Task material Start Marker

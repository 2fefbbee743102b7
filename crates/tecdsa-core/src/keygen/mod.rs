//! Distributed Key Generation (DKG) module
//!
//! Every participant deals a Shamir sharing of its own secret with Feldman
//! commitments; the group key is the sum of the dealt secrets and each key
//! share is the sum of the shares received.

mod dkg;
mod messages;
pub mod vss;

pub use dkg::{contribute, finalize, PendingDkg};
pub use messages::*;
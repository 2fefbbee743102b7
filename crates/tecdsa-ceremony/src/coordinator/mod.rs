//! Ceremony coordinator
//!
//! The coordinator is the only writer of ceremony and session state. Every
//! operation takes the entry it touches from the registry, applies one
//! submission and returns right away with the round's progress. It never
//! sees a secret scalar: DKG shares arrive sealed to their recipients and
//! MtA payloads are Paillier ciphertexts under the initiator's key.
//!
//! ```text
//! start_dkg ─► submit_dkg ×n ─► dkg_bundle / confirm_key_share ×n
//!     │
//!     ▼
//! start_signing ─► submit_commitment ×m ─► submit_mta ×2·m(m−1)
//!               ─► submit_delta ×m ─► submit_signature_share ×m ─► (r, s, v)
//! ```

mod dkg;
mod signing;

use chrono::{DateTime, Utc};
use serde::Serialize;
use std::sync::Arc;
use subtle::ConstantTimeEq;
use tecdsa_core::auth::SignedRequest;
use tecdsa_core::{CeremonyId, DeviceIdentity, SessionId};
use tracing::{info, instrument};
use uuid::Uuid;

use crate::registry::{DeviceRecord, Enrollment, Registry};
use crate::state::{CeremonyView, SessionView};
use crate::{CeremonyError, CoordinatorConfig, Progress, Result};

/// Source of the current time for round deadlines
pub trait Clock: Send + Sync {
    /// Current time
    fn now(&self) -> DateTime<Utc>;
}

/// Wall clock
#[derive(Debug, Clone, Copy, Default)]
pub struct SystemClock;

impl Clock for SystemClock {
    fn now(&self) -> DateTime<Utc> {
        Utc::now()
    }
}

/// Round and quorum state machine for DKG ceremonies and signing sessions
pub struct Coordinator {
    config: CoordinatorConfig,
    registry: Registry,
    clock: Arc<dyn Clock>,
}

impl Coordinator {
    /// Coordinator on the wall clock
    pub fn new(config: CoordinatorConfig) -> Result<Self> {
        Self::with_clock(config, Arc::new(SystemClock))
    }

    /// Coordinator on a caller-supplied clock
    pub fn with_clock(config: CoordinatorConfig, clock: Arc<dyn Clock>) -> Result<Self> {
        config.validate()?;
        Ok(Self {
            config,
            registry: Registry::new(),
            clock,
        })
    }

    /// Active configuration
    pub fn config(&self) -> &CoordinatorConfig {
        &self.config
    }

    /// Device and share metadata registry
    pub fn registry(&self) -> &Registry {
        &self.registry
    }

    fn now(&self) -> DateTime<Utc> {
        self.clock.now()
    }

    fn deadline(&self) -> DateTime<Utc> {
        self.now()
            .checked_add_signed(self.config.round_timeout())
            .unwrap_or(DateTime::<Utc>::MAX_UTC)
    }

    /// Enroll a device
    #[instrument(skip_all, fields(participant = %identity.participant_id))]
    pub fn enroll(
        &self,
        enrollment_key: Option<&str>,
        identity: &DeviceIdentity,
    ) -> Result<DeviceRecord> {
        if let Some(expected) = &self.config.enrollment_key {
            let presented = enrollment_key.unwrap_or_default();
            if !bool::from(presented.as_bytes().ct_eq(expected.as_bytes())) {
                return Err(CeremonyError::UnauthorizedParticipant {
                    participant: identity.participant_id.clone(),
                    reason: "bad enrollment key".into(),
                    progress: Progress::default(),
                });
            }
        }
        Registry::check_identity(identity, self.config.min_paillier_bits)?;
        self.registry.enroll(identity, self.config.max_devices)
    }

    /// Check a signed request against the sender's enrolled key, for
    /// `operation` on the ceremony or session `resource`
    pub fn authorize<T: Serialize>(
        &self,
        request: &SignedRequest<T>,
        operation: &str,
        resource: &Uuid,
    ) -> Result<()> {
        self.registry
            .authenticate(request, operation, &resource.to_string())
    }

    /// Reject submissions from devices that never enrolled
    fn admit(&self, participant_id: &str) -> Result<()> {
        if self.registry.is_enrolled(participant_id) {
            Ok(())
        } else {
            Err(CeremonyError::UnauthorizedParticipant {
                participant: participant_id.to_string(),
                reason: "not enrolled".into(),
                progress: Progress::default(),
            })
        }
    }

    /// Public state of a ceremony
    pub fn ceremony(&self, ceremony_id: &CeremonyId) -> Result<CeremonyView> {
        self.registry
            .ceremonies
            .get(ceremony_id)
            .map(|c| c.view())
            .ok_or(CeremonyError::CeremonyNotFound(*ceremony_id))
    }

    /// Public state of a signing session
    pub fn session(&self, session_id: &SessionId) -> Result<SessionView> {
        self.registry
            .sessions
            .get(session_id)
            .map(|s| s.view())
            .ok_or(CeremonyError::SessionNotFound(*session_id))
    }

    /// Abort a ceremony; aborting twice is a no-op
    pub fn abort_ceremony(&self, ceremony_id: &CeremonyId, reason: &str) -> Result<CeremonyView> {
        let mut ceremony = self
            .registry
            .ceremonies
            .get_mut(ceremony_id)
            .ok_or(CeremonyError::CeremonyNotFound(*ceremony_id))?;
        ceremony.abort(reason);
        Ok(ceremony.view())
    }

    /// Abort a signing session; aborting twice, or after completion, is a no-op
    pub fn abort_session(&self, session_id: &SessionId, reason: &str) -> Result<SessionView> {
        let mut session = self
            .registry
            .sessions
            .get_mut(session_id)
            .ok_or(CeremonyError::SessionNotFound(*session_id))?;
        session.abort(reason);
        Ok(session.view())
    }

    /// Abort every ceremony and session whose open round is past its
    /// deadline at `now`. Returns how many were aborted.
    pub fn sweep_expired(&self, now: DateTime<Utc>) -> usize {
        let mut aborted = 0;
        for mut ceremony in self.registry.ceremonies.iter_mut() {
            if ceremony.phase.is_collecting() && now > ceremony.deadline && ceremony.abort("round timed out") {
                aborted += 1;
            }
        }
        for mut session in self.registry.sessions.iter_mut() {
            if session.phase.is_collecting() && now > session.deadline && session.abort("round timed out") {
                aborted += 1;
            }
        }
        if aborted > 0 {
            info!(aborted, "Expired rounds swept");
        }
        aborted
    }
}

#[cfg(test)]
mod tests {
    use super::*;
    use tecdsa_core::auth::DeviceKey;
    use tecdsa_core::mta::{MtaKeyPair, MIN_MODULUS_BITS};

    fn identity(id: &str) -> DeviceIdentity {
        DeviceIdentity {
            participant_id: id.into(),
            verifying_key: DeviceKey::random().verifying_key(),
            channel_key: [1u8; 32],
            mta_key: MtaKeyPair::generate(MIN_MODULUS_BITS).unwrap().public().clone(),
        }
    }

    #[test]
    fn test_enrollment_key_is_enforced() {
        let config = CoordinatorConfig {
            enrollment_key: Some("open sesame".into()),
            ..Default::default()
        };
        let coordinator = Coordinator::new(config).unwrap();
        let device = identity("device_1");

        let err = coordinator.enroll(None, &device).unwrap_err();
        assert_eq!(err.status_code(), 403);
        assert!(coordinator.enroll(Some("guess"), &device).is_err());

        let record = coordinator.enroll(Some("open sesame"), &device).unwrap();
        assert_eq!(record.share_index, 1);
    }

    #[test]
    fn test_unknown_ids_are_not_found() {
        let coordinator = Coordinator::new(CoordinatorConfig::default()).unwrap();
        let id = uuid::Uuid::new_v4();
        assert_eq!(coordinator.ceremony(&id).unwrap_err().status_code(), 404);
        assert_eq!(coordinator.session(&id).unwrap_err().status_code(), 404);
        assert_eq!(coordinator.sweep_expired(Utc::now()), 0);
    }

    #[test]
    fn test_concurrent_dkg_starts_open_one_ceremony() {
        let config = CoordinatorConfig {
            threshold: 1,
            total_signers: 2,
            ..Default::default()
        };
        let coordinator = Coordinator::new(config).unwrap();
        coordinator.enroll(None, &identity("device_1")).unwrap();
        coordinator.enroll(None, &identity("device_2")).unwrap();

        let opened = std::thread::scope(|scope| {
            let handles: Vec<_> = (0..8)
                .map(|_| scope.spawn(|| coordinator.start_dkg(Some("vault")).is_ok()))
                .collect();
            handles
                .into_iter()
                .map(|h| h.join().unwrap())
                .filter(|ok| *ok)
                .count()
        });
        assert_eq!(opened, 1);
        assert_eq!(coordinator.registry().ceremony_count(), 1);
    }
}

Task material End Marker

Task brief.
Scan the records for the string "DeviceKey" and show every line that contains it.

Task solution.
    use tecdsa_core::auth::DeviceKey;
            verifying_key: DeviceKey::random().verifying_key(),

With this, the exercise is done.